Assuming this sphere is centered around (0,0,0), you could use also spherical coordinates (r, theta, phi) and just add a quarter turn to theta or phi to get a unit-length vector tangent to the original point.
r = sqrt(x^2 + y^2 + z^2)
theta = acos(z/r)
phi = atan2(y,x)
then add pi/2 to theta or phi
tangent.x = sin(theta)cos(phi)
tangent.y = sin(theta)sin(phi)
tangent.z = cos(theta)
The vector [0,0,1] is not a valid tangent for the point (0,0,1)
If I use theta = pi/2 and phi = pi/2 this give a second valid tangent vector [0,1,0] but now this doesn’t work for retrieving the tangents for the point (0,1,0) on the sphere.

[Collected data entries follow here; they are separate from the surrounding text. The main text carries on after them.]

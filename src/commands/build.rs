use crate::{
    BuildArgs,
    build::{BuildOptions, Builder, FeedOptions, format::OutputFormat},
};

pub async fn run(args: &BuildArgs) -> Result<(), anyhow::Error> {
    // Formats are opt-in flags; no flag at all means "everything"
    let mut formats = Vec::new();
    if args.html {
        formats.push(OutputFormat::Html);
    }
    if args.gmi {
        formats.push(OutputFormat::Gemini);
    }
    if formats.is_empty() {
        formats = OutputFormat::ALL.to_vec();
    }

    let feed = match &args.feed {
        Some(feed_path) => {
            let author = args.author.clone().ok_or_else(|| {
                anyhow::anyhow!("you must provide --author when you generate a feed")
            })?;
            let domain = args.domain.clone().ok_or_else(|| {
                anyhow::anyhow!("you must provide --domain when you generate a feed")
            })?;
            Some(FeedOptions {
                path: feed_path.clone(),
                domain,
                author,
            })
        }
        None => None,
    };

    let options = BuildOptions {
        source: args.source.clone(),
        destination: args.destination.clone(),
        formats,
        author: args.author.clone(),
        feed,
    };

    let builder = Builder::new(options);
    let result = builder.build().await?;

    println!(
        "Built site to {} ({} documents, {} static files)",
        result.output_dir.display(),
        result.documents,
        result.static_files
    );

    Ok(())
}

So you need at least to check for all possibilities [(theta,phi+pi/2);(theta+pi/2,phi);(theta+pi/2),phi+pi/2)] and verify the dot product of the resulting vector with the normal of the sphere. If it is 0 then the resulting vector is a valid tangent. But maybe it exist a point on the sphere where this algorithm can give false tangents for all the combinaisons or two identics tangents.